Somos uma República das Bananas. É a definição que ouvi,
certa vez, do cientista político Octavio Amorim Neto. Se militares vez por
outra decidem se meter na normalidade da vida política da nação, isso define
uma República das Bananas. É o que é — 1889, 1891, 1930, 1937, 1945, 1964 e
1968. Sete golpes militares de sucesso. Oito se considerarmos o contragolpe do
marechal Lott, em 1954. Foi para garantir a posse do presidente eleito, mas
tirou um presidente provisório para colocar outro. Em cada um desses momentos,
ao menos um general decidiu rasgar a Constituição e tomar para si uma decisão
que cabia ao povo.
Mas presidentes não embarcaram em automóveis para chegar
mortos no outro lado, como no México. Palácios
presidenciais não foram bombardeados, como no Chile. Mesmo com toda
a violência dos porões, e não foi pouca, nossas ditaduras estavam num degrau
mais ameno da barbárie vizinha. Jair Bolsonaro liderou o rompimento disso.
Planejou um golpe em que o presidente eleito seria envenenado, seu vice
aniquilado, o presidente do Tribunal Superior Eleitoral sequestrado e fuzilado.
Até o marechal Floriano Peixoto se envergonharia.
O Exército brasileiro precisa se envergonhar desses bárbaros
em cujos uniformes pregaram uma quarta estrela. É importante compreendermos que
dar golpes militares é coisa brasileira, sim. Desse jeito, com lista de
assassinatos, é um golpe espanhol, não é português. Não é um golpe brasileiro.
É coisa pior. É rasgar por completo a fantasia e assumir-se em público como
indiferente à vida humana, à liberdade humana.
Esses generais são homens menores que os golpistas do
passado. São homens minúsculos. Merecem nosso nojo, nossa repulsa, não menos.

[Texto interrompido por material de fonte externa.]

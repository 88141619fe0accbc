//! Client library for the Hyprland compositor's IPC
//!
//! Hyprland exposes two Unix domain sockets per instance:
//!
//! - the **control socket** (`.socket.sock`), for command/response
//!   exchanges. [`RequestClient`] opens a fresh connection per request,
//!   batches multi-parameter commands with the `[[BATCH]]` syntax, checks
//!   responses for the protocol's `"ok"` success markers, and decodes JSON
//!   payloads into the records in [`types`].
//! - the **event socket** (`.socket2.sock`), streaming newline-terminated
//!   `TYPE>>DATA` lifecycle notifications. [`EventClient`] holds that
//!   connection open and yields typed [`EventRecord`]s in wire order.
//!
//! The two paths are independent: run the event client on its own task
//! alongside request calls. Neither applies timeouts or retries; wrap calls
//! in `tokio::time::timeout` for bounded latency, and redial the event
//! client after it terminates if you want to resume the stream.
//!
//! ```ignore
//! use hypr_ipc::{EventClient, RequestClient};
//!
//! let client = RequestClient::from_env()?;
//! client.dispatch(&["exec kitty".into()]).await?;
//!
//! let mut events = EventClient::from_env().await?;
//! while let Some(record) = events.next_event().await? {
//!     println!("{} {}", record.kind, record.data);
//! }
//! ```

mod batch;
mod client;
mod error;
mod events;
mod transport;
pub mod types;

pub use batch::{prepare_requests, MAX_COMMANDS};
pub use client::{socket_paths, RequestClient};
pub use error::HyprError;
pub use events::{EventClient, EventKind, EventRecord, EVENT_SEPARATOR};
pub use types::{
    ConfigOption, CursorPos, Monitor, RawRequest, RawResponse, Version, Window, Workspace,
    WorkspaceRef,
};
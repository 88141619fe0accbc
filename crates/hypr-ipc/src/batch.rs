//! Command batching for the request protocol
//!
//! Hyprland enforces a hidden limit on commands per request: past it,
//! sub-commands are silently dropped or error out, which would only be
//! observable later as a validation mismatch. Pre-splitting parameter lists
//! into `[[BATCH]]` requests of at most [`MAX_COMMANDS`] avoids that class
//! of failure entirely. Concatenating the responses of the produced
//! requests, in order, reproduces exactly what a single unbounded request
//! would have returned.

use crate::error::HyprError;
use crate::types::RawRequest;

/// Protocol-mandated upper bound on commands per request
pub const MAX_COMMANDS: usize = 30;

/// Marker that switches a request body into batch mode
const BATCH_PREFIX: &str = "[[BATCH]]";

/// Turn one logical command invocation into one or more raw requests.
///
/// - Zero params: a single request of just `command`.
/// - One param: a single request of `command param`.
/// - Two or more params: always batch mode, even below the limit, with
///   params split into contiguous chunks of at most [`MAX_COMMANDS`] and
///   one request per chunk, in original parameter order.
///
/// # Errors
///
/// Returns `HyprError::EmptyCommand` if `command` is empty.
///
/// # Example
///
/// ```ignore
/// let requests = prepare_requests("dispatch", &["exec kitty".into()])?;
/// assert_eq!(requests[0], b"dispatch exec kitty");
/// ```
pub fn prepare_requests(command: &str, params: &[String]) -> Result<Vec<RawRequest>, HyprError> {
    if command.is_empty() {
        return Err(HyprError::EmptyCommand);
    }

    let requests = match params {
        [] => vec![command.as_bytes().to_vec()],
        [param] => vec![format!("{command} {param}").into_bytes()],
        _ => params
            .chunks(MAX_COMMANDS)
            .map(|chunk| {
                let mut request = String::from(BATCH_PREFIX);
                for param in chunk {
                    request.push_str(command);
                    request.push(' ');
                    request.push_str(param);
                    request.push(';');
                }
                request.into_bytes()
            })
            .collect(),
    };

    Ok(requests)
}
//! Error types for Hyprland IPC operations

use std::path::PathBuf;
use thiserror::Error;

/// Errors that can occur when communicating with the Hyprland compositor
#[derive(Debug, Error)]
pub enum HyprError {
    /// The HYPRLAND_INSTANCE_SIGNATURE environment variable is not set
    #[error("HYPRLAND_INSTANCE_SIGNATURE environment variable not set - is Hyprland running?")]
    InstanceNotSet,

    /// A constructor was given an empty socket path
    #[error("request or event socket path is empty")]
    EmptySocketPath,

    /// Failed to connect to a Hyprland socket
    #[error("Failed to connect to Hyprland socket at {path}: {source}")]
    ConnectionFailed {
        path: PathBuf,
        #[source]
        source: std::io::Error,
    },

    /// Failed to write a request to the socket
    #[error("Failed to send request to Hyprland: {0}")]
    SendFailed(#[source] std::io::Error),

    /// Failed to read a response or event from the socket
    #[error("Failed to receive data from Hyprland: {0}")]
    ReceiveFailed(#[source] std::io::Error),

    /// The batcher was given an empty command name
    #[error("empty command")]
    EmptyCommand,

    /// A raw request of zero bytes was submitted
    #[error("empty request")]
    EmptyRequest,

    /// A zero-length response where content was expected
    #[error("empty response")]
    EmptyResponse,

    /// The response contained fewer success markers than submitted commands
    #[error("got ok: {got}, want: {want}, response: {response}")]
    Validation {
        got: usize,
        want: usize,
        response: String,
    },

    /// Failed to decode a structured response payload
    #[error("Failed to decode response: {0}")]
    Decode(#[source] serde_json::Error),
}
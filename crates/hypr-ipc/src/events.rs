//! Event stream client for the Hyprland event socket
//!
//! Hyprland streams lifecycle notifications over a second socket as
//! newline-terminated records of the form `TYPE>>DATA`. `EventClient` holds
//! that connection open for its whole lifetime and yields one
//! [`EventRecord`] per record, in the exact byte order the compositor wrote
//! them.
//!
//! Reads from the socket land at arbitrary chunk boundaries, so a record
//! can be split mid-line. [`LineDecoder`] buffers the partial tail of each
//! chunk and prefixes it onto the next, guaranteeing no record is lost,
//! duplicated, or emitted early across read boundaries.
//!
//! The stream is not restartable: once the connection reports end-of-stream
//! or a read error, the sequence ends. Reconnection policy belongs to the
//! caller, who redials by constructing a new client.

use std::collections::VecDeque;
use std::fmt;
use std::path::PathBuf;

use tokio::io::AsyncReadExt;
use tokio::net::UnixStream;
use tracing::{debug, warn};

use crate::client::socket_paths;
use crate::error::HyprError;
use crate::transport::BUF_SIZE;

/// Separator between the event type and its payload on the wire
pub const EVENT_SEPARATOR: &str = ">>";

/// Classification of an event by its wire name
///
/// Covers the event types Hyprland emits on the event socket; anything the
/// compositor adds later arrives as `Unknown` with the wire name preserved.
#[derive(Debug, Clone, PartialEq, Eq, Hash)]
pub enum EventKind {
    /// `workspace` - the focused workspace changed
    Workspace,
    /// `focusedmon` - focus moved to another monitor
    FocusedMonitor,
    /// `activewindow` - the focused window changed (class and title)
    ActiveWindow,
    /// `activewindowv2` - the focused window changed (address)
    ActiveWindowV2,
    /// `fullscreen` - a window entered or left fullscreen
    Fullscreen,
    /// `monitoradded` - a monitor was connected
    MonitorAdded,
    /// `monitorremoved` - a monitor was disconnected
    MonitorRemoved,
    /// `createworkspace` - a workspace was created
    CreateWorkspace,
    /// `destroyworkspace` - a workspace was destroyed
    DestroyWorkspace,
    /// `moveworkspace` - a workspace moved to another monitor
    MoveWorkspace,
    /// `openwindow` - a window was opened
    OpenWindow,
    /// `closewindow` - a window was closed
    CloseWindow,
    /// `movewindow` - a window moved to another workspace
    MoveWindow,
    /// `openlayer` - a layer surface was mapped
    OpenLayer,
    /// `closelayer` - a layer surface was unmapped
    CloseLayer,
    /// `submap` - a keybind submap changed
    Submap,
    /// `changefloatingmode` - a window toggled floating
    ChangeFloatingMode,
    /// `urgent` - a window requested attention
    Urgent,
    /// `screencast` - a screencast started or stopped
    Screencast,
    /// `windowtitle` - a window title changed
    WindowTitle,
    /// Any event type this crate does not know about
    Unknown(String),
}

impl EventKind {
    /// Classify a wire event name.
    pub fn from_wire(name: &str) -> Self {
        match name {
            "workspace" => Self::Workspace,
            "focusedmon" => Self::FocusedMonitor,
            "activewindow" => Self::ActiveWindow,
            "activewindowv2" => Self::ActiveWindowV2,
            "fullscreen" => Self::Fullscreen,
            "monitoradded" => Self::MonitorAdded,
            "monitorremoved" => Self::MonitorRemoved,
            "createworkspace" => Self::CreateWorkspace,
            "destroyworkspace" => Self::DestroyWorkspace,
            "moveworkspace" => Self::MoveWorkspace,
            "openwindow" => Self::OpenWindow,
            "closewindow" => Self::CloseWindow,
            "movewindow" => Self::MoveWindow,
            "openlayer" => Self::OpenLayer,
            "closelayer" => Self::CloseLayer,
            "submap" => Self::Submap,
            "changefloatingmode" => Self::ChangeFloatingMode,
            "urgent" => Self::Urgent,
            "screencast" => Self::Screencast,
            "windowtitle" => Self::WindowTitle,
            other => Self::Unknown(other.to_string()),
        }
    }

    /// The wire name for this event type.
    pub fn as_str(&self) -> &str {
        match self {
            Self::Workspace => "workspace",
            Self::FocusedMonitor => "focusedmon",
            Self::ActiveWindow => "activewindow",
            Self::ActiveWindowV2 => "activewindowv2",
            Self::Fullscreen => "fullscreen",
            Self::MonitorAdded => "monitoradded",
            Self::MonitorRemoved => "monitorremoved",
            Self::CreateWorkspace => "createworkspace",
            Self::DestroyWorkspace => "destroyworkspace",
            Self::MoveWorkspace => "moveworkspace",
            Self::OpenWindow => "openwindow",
            Self::CloseWindow => "closewindow",
            Self::MoveWindow => "movewindow",
            Self::OpenLayer => "openlayer",
            Self::CloseLayer => "closelayer",
            Self::Submap => "submap",
            Self::ChangeFloatingMode => "changefloatingmode",
            Self::Urgent => "urgent",
            Self::Screencast => "screencast",
            Self::WindowTitle => "windowtitle",
            Self::Unknown(name) => name,
        }
    }
}

impl fmt::Display for EventKind {
    fn fmt(&self, f: &mut fmt::Formatter<'_>) -> fmt::Result {
        f.write_str(self.as_str())
    }
}

/// One event from the compositor: its classified type and the unparsed
/// remainder of the line
#[derive(Debug, Clone, PartialEq, Eq)]
pub struct EventRecord {
    pub kind: EventKind,
    pub data: String,
}

/// Splits an incoming byte stream into complete lines.
///
/// Two states: accumulating a line, and line complete. Bytes of a line
/// whose `\n` has not arrived yet stay buffered until a later chunk
/// delivers the terminator, so chunk boundaries can fall anywhere.
#[derive(Debug, Default)]
pub(crate) struct LineDecoder {
    partial: Vec<u8>,
}

impl LineDecoder {
    /// Consume one chunk and return every line it completed, in order.
    pub(crate) fn feed(&mut self, chunk: &[u8]) -> Vec<String> {
        let mut lines = Vec::new();
        let mut rest = chunk;

        while let Some(pos) = rest.iter().position(|&b| b == b'\n') {
            self.partial.extend_from_slice(&rest[..pos]);
            let line = std::mem::take(&mut self.partial);
            lines.push(String::from_utf8_lossy(&line).into_owned());
            rest = &rest[pos + 1..];
        }
        self.partial.extend_from_slice(rest);

        lines
    }

    /// Whether an unterminated line is currently buffered.
    pub(crate) fn has_partial(&self) -> bool {
        !self.partial.is_empty()
    }
}

/// Parse one complete line into an event record.
///
/// Splits on the first `>>`; lines without a separator are not valid
/// records and yield `None`.
fn parse_record(line: &str) -> Option<EventRecord> {
    let (kind, data) = line.split_once(EVENT_SEPARATOR)?;
    Some(EventRecord {
        kind: EventKind::from_wire(kind),
        data: data.to_string(),
    })
}

/// Client for the Hyprland event socket
///
/// Owns one long-lived connection, dialed at construction and held until
/// the client is dropped. Call [`EventClient::next_event`] in a loop,
/// typically from a dedicated task running parallel to request calls
/// (requests and events use independent sockets).
///
/// Not safe for concurrent reads from multiple tasks: the partial-line
/// buffer is single-reader state. Hold the client behind `&mut`.
///
/// # Example
///
/// ```ignore
/// let mut events = EventClient::from_env().await?;
/// while let Some(record) = events.next_event().await? {
///     println!("{} {}", record.kind, record.data);
/// }
/// // Ok(None): the compositor closed the stream. Redial to resume.
/// ```
#[derive(Debug)]
pub struct EventClient {
    stream: UnixStream,
    decoder: LineDecoder,
    pending: VecDeque<EventRecord>,
    done: bool,
}

impl EventClient {
    /// Dial the event socket at an explicit path.
    ///
    /// The path is usually
    /// `$XDG_RUNTIME_DIR/hypr/$HYPRLAND_INSTANCE_SIGNATURE/.socket2.sock`;
    /// use [`EventClient::from_env`] to resolve it automatically.
    ///
    /// # Errors
    ///
    /// Returns `HyprError::EmptySocketPath` for an empty path and
    /// `HyprError::ConnectionFailed` if the dial fails.
    pub async fn connect(event_socket: impl Into<PathBuf>) -> Result<Self, HyprError> {
        let socket_path = event_socket.into();
        if socket_path.as_os_str().is_empty() {
            return Err(HyprError::EmptySocketPath);
        }

        let stream =
            UnixStream::connect(&socket_path)
                .await
                .map_err(|e| HyprError::ConnectionFailed {
                    path: socket_path.clone(),
                    source: e,
                })?;

        debug!(path = %socket_path.display(), "event stream connected");

        Ok(Self {
            stream,
            decoder: LineDecoder::default(),
            pending: VecDeque::new(),
            done: false,
        })
    }

    /// Dial the event socket advertised in the environment.
    ///
    /// # Errors
    ///
    /// Returns `HyprError::InstanceNotSet` if `HYPRLAND_INSTANCE_SIGNATURE`
    /// is missing or empty, plus the errors from [`EventClient::connect`].
    pub async fn from_env() -> Result<Self, HyprError> {
        let (_, event_socket) = socket_paths()?;
        Self::connect(event_socket).await
    }

    /// Dial from the environment, panicking on failure.
    ///
    /// Convenience for script-style callers; use [`EventClient::from_env`]
    /// for recoverable construction.
    ///
    /// # Panics
    ///
    /// Panics if socket discovery or the dial fails.
    pub async fn must() -> Self {
        match Self::from_env().await {
            Ok(client) => client,
            Err(e) => panic!("failed to construct Hyprland event client: {e}"),
        }
    }

    /// Wait for and return the next event.
    ///
    /// Suspends until a complete record is available, then returns it.
    /// Events come back in the exact order the compositor wrote them, with
    /// no loss across read boundaries. Closing the connection while a read
    /// is in flight terminates the iteration cleanly.
    ///
    /// Returns `Ok(None)` once the compositor closes the stream; every call
    /// after that also returns `Ok(None)`. A read error is surfaced once,
    /// after the last valid event, and likewise ends the sequence. A
    /// trailing line with no terminator at end-of-stream is incomplete and
    /// is discarded, never emitted as a record.
    ///
    /// # Errors
    ///
    /// Returns `HyprError::ReceiveFailed` if reading from the socket fails.
    pub async fn next_event(&mut self) -> Result<Option<EventRecord>, HyprError> {
        loop {
            if let Some(record) = self.pending.pop_front() {
                return Ok(Some(record));
            }
            if self.done {
                return Ok(None);
            }

            let mut buf = [0u8; BUF_SIZE];
            let n = match self.stream.read(&mut buf).await {
                Ok(n) => n,
                Err(e) => {
                    self.done = true;
                    return Err(HyprError::ReceiveFailed(e));
                }
            };

            if n == 0 {
                if self.decoder.has_partial() {
                    warn!("event stream closed mid-line; discarding partial record");
                }
                self.done = true;
                continue;
            }

            for line in self.decoder.feed(&buf[..n]) {
                match parse_record(&line) {
                    Some(record) => self.pending.push_back(record),
                    None => warn!(line = %line, "skipping malformed event line"),
                }
            }
        }
    }
}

Luiz Inácio Lula da Silva talvez não seja o presidente ideal
para um liberal como eu — mas foi eleito. Comandou um governo corrupto? Sim.
Mas foi eleito. Como Jair Messias Bolsonaro foi eleito em 2018. Como Donald Trump foi
eleito em 2016 e neste ano. Nenhum é o presidente dos sonhos de um liberal
puro-sangue, mas liberais, liberais de verdade, são liberais democratas. E o
princípio é este: quem é eleito toma posse. Quando realizamos pleitos seguindo
os mesmos métodos, com a mesma tecnologia, fazemos uma aposta conjunta na
democracia liberal.
Ela segue alguns princípios. A maioria não impõe seu desejo,
as minorias são sempre respeitadas. Calibramos as regras do jogo para que
todos, não importa o CEP em que nasçam, tenham direito às mesmas oportunidades.
Todos são iguais perante a lei — ninguém é especial. Numa democracia liberal,
civis mandam, militares obedecem. E, ao fim de um pleito, quem perde a eleição
liga e congratula o vencedor. Não é mero ritual. É marco civilizatório. É o
marco civilizatório. O movimento liderado por Jair Bolsonaro se opõe a todos
estes princípios. É iliberal. E bárbaro.